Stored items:
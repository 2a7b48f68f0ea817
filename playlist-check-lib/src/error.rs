//! Error handling for batch-level operations.
//!
//! Individual probes never fail: every per-target problem becomes a
//! classified [`ProbeOutcome`](crate::ProbeOutcome). This type only covers
//! things that stop a batch from starting, such as an unreadable playlist,
//! a broken configuration file or an HTTP client that cannot be built.

use std::fmt;

/// Main error type for playlist checking operations.
#[derive(Debug, Clone)]
pub enum PlaylistCheckError {
    /// Configuration errors (invalid settings, unparsable file, etc.)
    ConfigError { message: String },

    /// File I/O errors when reading playlists or writing reports
    FileError { path: String, message: String },

    /// The HTTP client could not be constructed
    ClientBuild { message: String },
}

impl PlaylistCheckError {
    /// Create a new configuration error.
    pub fn config<M: Into<String>>(message: M) -> Self {
        Self::ConfigError {
            message: message.into(),
        }
    }

    /// Create a new file error.
    pub fn file_error<P: Into<String>, M: Into<String>>(path: P, message: M) -> Self {
        Self::FileError {
            path: path.into(),
            message: message.into(),
        }
    }
}

impl fmt::Display for PlaylistCheckError {
    fn fmt(&self, f: &mut fmt::Formatter<'_>) -> fmt::Result {
        match self {
            Self::ConfigError { message } => write!(f, "Configuration error: {}", message),
            Self::FileError { path, message } => write!(f, "File error at '{}': {}", path, message),
            Self::ClientBuild { message } => {
                write!(f, "Failed to create HTTP client: {}", message)
            }
        }
    }
}

impl std::error::Error for PlaylistCheckError {}

impl From<reqwest::Error> for PlaylistCheckError {
    fn from(err: reqwest::Error) -> Self {
        Self::ClientBuild {
            message: err.to_string(),
        }
    }
}

impl From<toml::de::Error> for PlaylistCheckError {
    fn from(err: toml::de::Error) -> Self {
        Self::ConfigError {
            message: format!("Failed to parse TOML configuration: {}", err),
        }
    }
}
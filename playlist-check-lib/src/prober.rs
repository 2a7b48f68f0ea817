//! Single-target existence checks.
//!
//! The prober issues exactly one `HEAD` request per target and folds every
//! possible failure into a classified [`ProbeOutcome`]. It holds no state
//! between calls besides the shared HTTP client, so it can be driven from
//! any number of concurrent call sites.

use crate::error::PlaylistCheckError;
use crate::types::{CheckConfig, ProbeOutcome, ProbeStatus, ProbeTarget};
use std::fmt::Write;
use std::time::{Duration, Instant};
use url::Url;

/// HTTP prober for stream URLs.
#[derive(Clone)]
pub struct StreamProber {
    /// HTTP client shared by every probe (cheap to clone, pooled connections)
    http_client: reqwest::Client,
    /// Deadline for one request, dispatch to response headers
    timeout: Duration,
}

impl StreamProber {
    /// Create a prober from a batch configuration.
    ///
    /// Redirects are never followed: a 3xx answer is itself the result.
    pub fn new(config: &CheckConfig) -> Result<Self, PlaylistCheckError> {
        let http_client = reqwest::Client::builder()
            .user_agent(config.user_agent.as_str())
            .redirect(reqwest::redirect::Policy::none())
            .danger_accept_invalid_certs(config.accept_invalid_certs)
            .build()?;

        Ok(Self {
            http_client,
            timeout: config.timeout,
        })
    }

    /// Configured per-request timeout.
    pub fn timeout(&self) -> Duration {
        self.timeout
    }

    /// Probe one target. Never fails.
    pub async fn probe(&self, target: &ProbeTarget) -> ProbeOutcome {
        let url = match parse_probe_url(&target.url) {
            Ok(url) => url,
            Err(detail) => {
                tracing::debug!(url = %target.url, %detail, "rejected before dispatch");
                return ProbeOutcome::failed(target, ProbeStatus::InvalidUrl, detail);
            }
        };

        tracing::debug!(url = %url, scheme = url.scheme(), "dispatching HEAD probe");

        let start = Instant::now();
        let request = self.http_client.head(url).send();

        // Dropping the send future on expiry aborts the request.
        let outcome = match tokio::time::timeout(self.timeout, request).await {
            Ok(Ok(response)) => {
                ProbeOutcome::responded(target, response.status().as_u16(), start.elapsed())
            }
            Ok(Err(e)) if e.is_timeout() => self.timed_out(target),
            Ok(Err(e)) => {
                ProbeOutcome::failed(target, ProbeStatus::ConnectionError, error_chain(&e))
            }
            Err(_) => self.timed_out(target),
        };

        tracing::debug!(
            url = %target.url,
            status = %outcome.status,
            code = ?outcome.http_status_code,
            "probe finished"
        );

        outcome
    }

    fn timed_out(&self, target: &ProbeTarget) -> ProbeOutcome {
        ProbeOutcome::failed(
            target,
            ProbeStatus::Timeout,
            format!("Request timeout after {}ms", self.timeout.as_millis()),
        )
    }
}

/// Parse a playlist URL and make sure it can be probed over HTTP(S).
pub fn parse_probe_url(raw: &str) -> Result<Url, String> {
    let url = Url::parse(raw).map_err(|e| e.to_string())?;

    match url.scheme() {
        "http" | "https" => Ok(url),
        other => Err(format!("unsupported URL scheme '{}'", other)),
    }
}

/// Flatten an error and its sources into one line.
fn error_chain(mut err: &(dyn std::error::Error + 'static)) -> String {
    let mut s = err.to_string();
    while let Some(src) = err.source() {
        let _ = write!(s, ": {}", src);
        err = src;
    }
    s
}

*WHAT TO PRODUCE:* Lines that include the word "classified" — how many are there in the data? Answer with the number alone.

*EXERCISE RESULT:* 2